Aklın ve yeteneklerin önündeki bütün engelleri kaldırmak, birlikte yaşamanın getirdiği sorumluluk bilincini oluşturmak, farklı değer yapıları içindeki kültür kümeleriyle birlikte, yaşamanın sorumluluklarının paylaştırıldığı bir toplumu oluşturmak, bütün bunların yasalarla güvence altına alınmasını sağlamak, siyasetçilerin temel görevi olmalıdır.

Eğer siyasetçiler ve çıkarttıkları yasalar, insanın aklını kullanmak yönündeki atacağı adımları engellerse içine kapanan, engellenmiş kapalı ve özgür olmayan bir insanı yaratmış olursunuz. Bu insanın yaşantısında başarı bulamazsınız.

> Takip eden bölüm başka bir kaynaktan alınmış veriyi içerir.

//! External media collaborators: the transcoding service and the video host.
//!
//! Both sit behind traits so tests and deployments without a media stack can
//! swap them out. Neither ever touches the ledger.

mod hosting;
mod transcoder;

pub use hosting::HttpVideoHost;
pub use transcoder::HttpTranscoder;

use std::sync::Arc;
use std::time::Duration;

pub use async_trait::async_trait;
use reqwest::Client;
use serde::Deserialize;
use thiserror::Error;

use crate::config::CollaboratorConfig;
use crate::error::AppError;
use crate::models::EditOperation;

#[derive(Debug, Error)]
pub enum CollaboratorError {
    #[error("{0} is not configured")]
    NotConfigured(&'static str),

    #[error("{service} request failed: {message}")]
    Transport { service: &'static str, message: String },

    #[error("{service} returned {status}: {body}")]
    Status {
        service: &'static str,
        status: u16,
        body: String,
    },

    #[error("{service} sent an unexpected response: {message}")]
    InvalidResponse { service: &'static str, message: String },
}

impl CollaboratorError {
    /// Network failures, 429 and 5xx are worth retrying. Everything else is not.
    pub fn is_transient(&self) -> bool {
        match self {
            CollaboratorError::Transport { .. } => true,
            CollaboratorError::Status { status, .. } => *status == 429 || *status >= 500,
            _ => false,
        }
    }
}

impl From<CollaboratorError> for AppError {
    fn from(e: CollaboratorError) -> Self {
        match e {
            CollaboratorError::NotConfigured(_) => AppError::Unprocessable(e.to_string()),
            _ => AppError::Upstream(e.to_string()),
        }
    }
}

#[derive(Debug, Clone, Copy, PartialEq, Eq, Deserialize)]
#[serde(rename_all = "snake_case")]
pub enum TranscodeStatus {
    Queued,
    Running,
    Completed,
    Failed,
}

#[derive(Debug, Clone, Deserialize)]
pub struct TranscodePoll {
    pub status: TranscodeStatus,
    pub result_ref: Option<String>,
    #[serde(default)]
    pub error: Option<String>,
}

#[derive(Debug, Clone, Deserialize)]
pub struct HostedVideo {
    pub video_id: String,
    pub url: String,
}

#[async_trait]
pub trait Transcoder: Send + Sync {
    /// Queue a job. Returns the transcoder's job id.
    async fn submit(&self, source_ref: &str, operations: &[EditOperation]) -> Result<String, CollaboratorError>;

    async fn poll(&self, job_id: &str) -> Result<TranscodePoll, CollaboratorError>;
}

#[async_trait]
pub trait VideoHost: Send + Sync {
    /// Upload a processed asset. Returns the host's video id and playback URL.
    async fn upload(&self, asset_ref: &str, title: &str) -> Result<HostedVideo, CollaboratorError>;
}

/// Stand-in used when no media stack is configured.
pub struct Unconfigured;

#[async_trait]
impl Transcoder for Unconfigured {
    async fn submit(&self, _: &str, _: &[EditOperation]) -> Result<String, CollaboratorError> {
        Err(CollaboratorError::NotConfigured("transcoder"))
    }

    async fn poll(&self, _: &str) -> Result<TranscodePoll, CollaboratorError> {
        Err(CollaboratorError::NotConfigured("transcoder"))
    }
}

#[async_trait]
impl VideoHost for Unconfigured {
    async fn upload(&self, _: &str, _: &str) -> Result<HostedVideo, CollaboratorError> {
        Err(CollaboratorError::NotConfigured("video host"))
    }
}

/// Build clients from configuration, falling back to [`Unconfigured`].
pub fn from_config(config: &CollaboratorConfig) -> (Arc<dyn Transcoder>, Arc<dyn VideoHost>) {
    let client = Client::builder()
        .timeout(Duration::from_secs(config.request_timeout_secs))
        .build()
        .unwrap_or_else(|_| Client::new());

    let transcoder: Arc<dyn Transcoder> = match &config.transcoder_url {
        Some(url) => Arc::new(HttpTranscoder::new(
            client.clone(),
            url,
            config.transcoder_api_key.clone(),
        )),
        None => {
            tracing::info!("TRANSCODER_URL not set, media processing disabled");
            Arc::new(Unconfigured)
        }
    };

    let video_host: Arc<dyn VideoHost> = match &config.video_host_url {
        Some(url) => Arc::new(HttpVideoHost::new(client, url, config.video_host_token.clone())),
        None => {
            tracing::info!("VIDEO_HOST_URL not set, uploads disabled");
            Arc::new(Unconfigured)
        }
    };

    (transcoder, video_host)
}

/// Turn a non-success response into a [`CollaboratorError::Status`].
async fn check_status(
    service: &'static str,
    response: reqwest::Response,
) -> Result<reqwest::Response, CollaboratorError> {
    if response.status().is_success() {
        return Ok(response);
    }
    let status = response.status().as_u16();
    let body = response.text().await.unwrap_or_default();
    Err(CollaboratorError::Status {
        service,
        status,
        body,
    })
}

fn transport(service: &'static str) -> impl Fn(reqwest::Error) -> CollaboratorError {
    move |e| CollaboratorError::Transport {
        service,
        message: e.to_string(),
    }
}

fn invalid(service: &'static str) -> impl Fn(reqwest::Error) -> CollaboratorError {
    move |e| CollaboratorError::InvalidResponse {
        service,
        message: e.to_string(),
    }
}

Başaramayan insan mutsuz olur. Mutsuz insan gergindir. Gerginlik ve stres doygunluğa ulaşınca bulaşıcıdır. Bütün toplumu ve toplumları etkiler. Oysa, sorumluluklarını bilen ve başarmak isteyen bireyin önündeki engelleri kaldırmak, onu mutlu kılar. Mutluluk doyurucudur.

Her insanın sevilmeye ve mutlu olmaya ihtiyacı vardır. En katı ve keskin bir insanın bile başını okşadığınızda içinde yeşermeye yönelebilecek daima bir fidan ve o fidana su verecek bir yüreği bulabilirsiniz. Yeter ki onu görmesini bilin.

Yaşamının gereksinimlerini karşılayan insan aklının gereksinimlerini karşılamak için adımlar atar, başarınca mutlu olur. Başaran insan hayatının anlamını arar, sorgular yine aradıklarında kendini bulur.

Kendisini bulan insanın hayata bağlılığı, yaşamdan aldığı tatları, onu yaşantısı içerinsin de mutlu kılar, yaşamı anlamlı olur.

Yaşantısına anlam katan birey coşkulu ve güçlü bir kimlikle kazanmış olur. Yaşantısı için de hayata bağlılığı, coşkusu ve sevinci onu hem iş, hem aile, hem de çalışma hayatında, yani meslek yaşamında bir çok başarılara ulaştırır.

İnsan her defasında kendi içinde anlamlar arar. Var oluşunun anlamını sorgular, evren içindeki yerini sorgular. Kendisiyle ve doğasıyla kurduğu ilişki içinde kendisini görür. Yaşantısı içinde, gereksindiği değerler arasında bağ kurmayı becerebilen insan, denge oluşturarak hayatın amacını yakalayabilir.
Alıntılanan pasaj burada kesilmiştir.